In 'Tiyaan', like my earlier films, 'Ee Adutha Kaalathu' and 'Left Right Left', I have looked at how a man reacts to contemporary politics and issues,” says Murali.
Even as he talks, the shoot for ‘Kammara Sambhavam’, which is penned by Murali, has begun. In this film, comic superstar Dileep has moved in a new direction: he plays a 94-year-old man. “Among our stars, Dileep's talent has not been explored much, except in comedy,” says Murali. “I always felt he could do grey shades.”

Following these two, Murali will be writing a script for a film called 'Lucifer', in which Mohanlal plays the hero.
Like most people in Kerala, Murali is a fan. “Mohanlal is the all-time great, in terms of crowd-pulling, charisma, and acting talent,” says Murali. “It is a God’s gift. So, when such a person acts in your film, it is like preparing your house to host an emperor.”

So, is he nervous that although the film's shoot is scheduled for May, 2018, he has to yet write the script? Murali smiles and says, “I only have to write. For that, I don’t need to shiver. The pen needs a steadiness of the hand and mind. Writing is a meditative exercise. You have to go within and come out with whatever is inside you.”

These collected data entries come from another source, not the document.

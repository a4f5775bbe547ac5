//! Recursive, boundary-aware text chunker.
//!
//! Splits document text into overlapping spans of at most `max_size`
//! characters (Unicode scalar values). Every chunk is a contiguous slice
//! of the input, so the original text can always be rebuilt from the spans.
//!
//! # Algorithm
//!
//! 1. If the remaining text fits in `max_size` characters, it becomes the
//!    final chunk.
//! 2. Otherwise look at the next `max_size` characters and pick the last
//!    boundary inside that window, trying in priority order:
//!    paragraph break (`\n\n`), line break (`\n`), sentence terminator
//!    followed by whitespace, any whitespace. The split lands just after
//!    the separator.
//! 3. If no boundary qualifies, hard-cut at `max_size`.
//! 4. The next chunk starts `overlap` characters before the previous end,
//!    moved forward to the next word start when one exists inside the
//!    overlap window.
//!
//! A boundary only qualifies if it lies beyond `start + overlap`, which
//! guarantees the next chunk starts strictly after the current one.
//!
//! # Example
//!
//! ```rust
//! use ragline_core::chunk::{chunk_text, ChunkerConfig};
//!
//! let config = ChunkerConfig::new(15, 0).unwrap();
//! let chunks = chunk_text("aaaa aaaa\n\nbbbb bbbb", &config);
//! assert_eq!(chunks, vec!["aaaa aaaa\n\n", "bbbb bbbb"]);
//! ```

use std::ops::Range;

use crate::error::{Error, Result};

/// Validated chunking parameters.
#[derive(Debug, Clone, Copy, PartialEq, Eq)]
pub struct ChunkerConfig {
    max_size: usize,
    overlap: usize,
}

impl ChunkerConfig {
    /// Requires `max_size > 0` and `overlap < max_size`.
    pub fn new(max_size: usize, overlap: usize) -> Result<Self> {
        if max_size == 0 {
            return Err(Error::validation("chunk size must be > 0"));
        }
        if overlap >= max_size {
            return Err(Error::validation(format!(
                "chunk overlap ({}) must be smaller than chunk size ({})",
                overlap, max_size
            )));
        }
        Ok(Self { max_size, overlap })
    }

    pub fn max_size(&self) -> usize {
        self.max_size
    }

    pub fn overlap(&self) -> usize {
        self.overlap
    }
}

#[derive(Debug, Clone, Copy)]
enum Boundary {
    Paragraph,
    Line,
    Sentence,
    Word,
}

const BOUNDARIES: [Boundary; 4] = [
    Boundary::Paragraph,
    Boundary::Line,
    Boundary::Sentence,
    Boundary::Word,
];

/// Split `text` into chunk strings. Empty input yields no chunks.
pub fn chunk_text(text: &str, config: &ChunkerConfig) -> Vec<String> {
    chunk_spans(text, config)
        .into_iter()
        .map(|span| text[span].to_string())
        .collect()
}

/// Split `text` into byte ranges, in source order.
///
/// Consecutive ranges overlap (`next.start <= prev.end`) and together
/// cover the whole input.
pub fn chunk_spans(text: &str, config: &ChunkerConfig) -> Vec<Range<usize>> {
    if text.is_empty() {
        return Vec::new();
    }

    // offsets[i] is the byte offset of char i; the last entry is text.len().
    let offsets: Vec<usize> = text
        .char_indices()
        .map(|(i, _)| i)
        .chain(std::iter::once(text.len()))
        .collect();
    let total_chars = offsets.len() - 1;

    let mut spans = Vec::new();
    let mut start = 0usize;

    loop {
        let limit = start + config.max_size;
        if limit >= total_chars {
            spans.push(offsets[start]..text.len());
            break;
        }

        let floor = offsets[start + config.overlap + 1];
        let window_start = offsets[start];
        let window = &text[window_start..offsets[limit]];

        let end_byte = BOUNDARIES
            .iter()
            .find_map(|b| {
                last_boundary(window, *b)
                    .map(|p| window_start + p)
                    .filter(|&e| e >= floor)
            })
            .unwrap_or(offsets[limit]);

        let end = offsets.binary_search(&end_byte).unwrap_or_else(|i| i);
        spans.push(window_start..offsets[end]);
        start = next_start(text, &offsets, end, config.overlap);
    }

    spans
}

/// Byte offset just after the last `boundary` separator in `window`.
fn last_boundary(window: &str, boundary: Boundary) -> Option<usize> {
    match boundary {
        Boundary::Paragraph => window.rfind("\n\n").map(|p| p + 2),
        Boundary::Line => window.rfind('\n').map(|p| p + 1),
        Boundary::Sentence => {
            let mut following: Option<(usize, char)> = None;
            for (i, c) in window.char_indices().rev() {
                if matches!(c, '.' | '!' | '?') {
                    if let Some((j, next)) = following {
                        if next.is_whitespace() {
                            return Some(j + next.len_utf8());
                        }
                    }
                }
                following = Some((i, c));
            }
            None
        }
        Boundary::Word => window
            .char_indices()
            .rev()
            .find(|(_, c)| c.is_whitespace())
            .map(|(i, c)| i + c.len_utf8()),
    }
}

/// Char index where the chunk after `end` begins.
fn next_start(text: &str, offsets: &[usize], end: usize, overlap: usize) -> usize {
    if overlap == 0 {
        return end;
    }
    let candidate = end - overlap;
    let at_word_start = text[..offsets[candidate]]
        .chars()
        .next_back()
        .map_or(true, char::is_whitespace);
    if at_word_start {
        return candidate;
    }
    text[offsets[candidate]..offsets[end]]
        .chars()
        .position(char::is_whitespace)
        .map(|k| candidate + k + 1)
        .filter(|&snapped| snapped < end)
        .unwrap_or(candidate)
}

#[cfg(test)]
mod tests {
    use super::*;

    fn config(max_size: usize, overlap: usize) -> ChunkerConfig {
        ChunkerConfig::new(max_size, overlap).unwrap()
    }

    /// Rebuilds the input by dropping each span's overlap with its predecessor.
    fn reconstruct(text: &str, spans: &[Range<usize>]) -> String {
        let mut out = String::new();
        let mut covered = 0;
        for span in spans {
            assert!(span.start <= covered, "gap before span {:?}", span);
            out.push_str(&text[covered.max(span.start)..span.end]);
            covered = span.end;
        }
        out
    }

    fn sample_text() -> String {
        (0..40)
            .map(|i| {
                format!(
                    "Paragraph {} talks about topic {}. It has a second sentence!\nAnd a line.",
                    i,
                    i * 7
                )
            })
            .collect::<Vec<_>>()
            .join("\n\n")
    }

    #[test]
    fn test_empty_text() {
        assert!(chunk_text("", &config(100, 10)).is_empty());
        assert!(chunk_spans("", &config(100, 10)).is_empty());
    }

    #[test]
    fn test_small_text_single_chunk() {
        let chunks = chunk_text("Hello, world!", &config(800, 150));
        assert_eq!(chunks, vec!["Hello, world!"]);
    }

    #[test]
    fn test_invalid_config_rejected() {
        assert!(matches!(ChunkerConfig::new(0, 0), Err(Error::Validation(_))));
        assert!(matches!(ChunkerConfig::new(10, 10), Err(Error::Validation(_))));
        assert!(ChunkerConfig::new(10, 9).is_ok());
    }

    #[test]
    fn test_prefers_paragraph_boundary() {
        let chunks = chunk_text("aaaa aaaa\n\nbbbb bbbb", &config(15, 0));
        assert_eq!(chunks, vec!["aaaa aaaa\n\n", "bbbb bbbb"]);
    }

    #[test]
    fn test_falls_back_to_sentence_boundary() {
        let text = "One two three. Four five six. Seven";
        let chunks = chunk_text(text, &config(20, 0));
        assert_eq!(chunks, vec!["One two three. ", "Four five six. Seven"]);
    }

    #[test]
    fn test_hard_cut_without_boundaries() {
        let chunks = chunk_text("abcdefghij", &config(4, 0));
        assert_eq!(chunks, vec!["abcd", "efgh", "ij"]);
    }

    #[test]
    fn test_overlap_starts_at_word() {
        let text = "alpha beta gamma delta epsilon";
        let spans = chunk_spans(text, &config(12, 6));
        assert_eq!(&text[spans[0].clone()], "alpha beta ");
        assert_eq!(&text[spans[1].clone()], "beta gamma ");
        assert_eq!(reconstruct(text, &spans), text);
    }

    #[test]
    fn test_no_chunk_exceeds_max_size() {
        let text = sample_text();
        for (max, overlap) in [(50, 10), (80, 0), (200, 60), (33, 32)] {
            for chunk in chunk_text(&text, &config(max, overlap)) {
                assert!(
                    chunk.chars().count() <= max,
                    "chunk of {} chars exceeds {}",
                    chunk.chars().count(),
                    max
                );
            }
        }
    }

    #[test]
    fn test_reconstructs_input() {
        let text = sample_text();
        for (max, overlap) in [(50, 10), (80, 0), (200, 60), (7, 3)] {
            let spans = chunk_spans(&text, &config(max, overlap));
            assert_eq!(reconstruct(&text, &spans), text);
        }
    }

    #[test]
    fn test_overlap_is_shared_text_within_bound() {
        let text = sample_text();
        let overlap = 25;
        let spans = chunk_spans(&text, &config(120, overlap));
        for pair in spans.windows(2) {
            let (prev, next) = (&pair[0], &pair[1]);
            assert!(next.start > prev.start);
            assert!(next.start <= prev.end);
            let shared = &text[next.start..prev.end];
            assert!(shared.chars().count() <= overlap);
            assert!(text[prev.clone()].ends_with(shared));
            assert!(text[next.clone()].starts_with(shared));
        }
    }

    #[test]
    fn test_multibyte_utf8_chars() {
        let text = "┌──────────────────┐\n│ Hello wörld ✓    │\n└──────────────────┘".repeat(5);
        let spans = chunk_spans(&text, &config(9, 4));
        assert_eq!(reconstruct(&text, &spans), text);
        for span in &spans {
            assert!(text[span.clone()].chars().count() <= 9);
        }
    }

    #[test]
    fn test_deterministic() {
        let text = sample_text();
        let c1 = chunk_text(&text, &config(90, 20));
        let c2 = chunk_text(&text, &config(90, 20));
        assert_eq!(c1, c2);
    }
}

And it seems to have worked, because Murali is noted for his scripts. Asked the qualities of a good script, he says, “There should always be a take-home element for the viewer. That is what I aim for. Secondly, I will only write if I have something to say. This has always been a promise to myself. At the same time, I don’t want to compromise on the entertainment value, because I want people to come and see my films. I don’t want to write for award juries at film festivals.” 

(Sunday Magazine, The New Indian Express, South India and Delhi)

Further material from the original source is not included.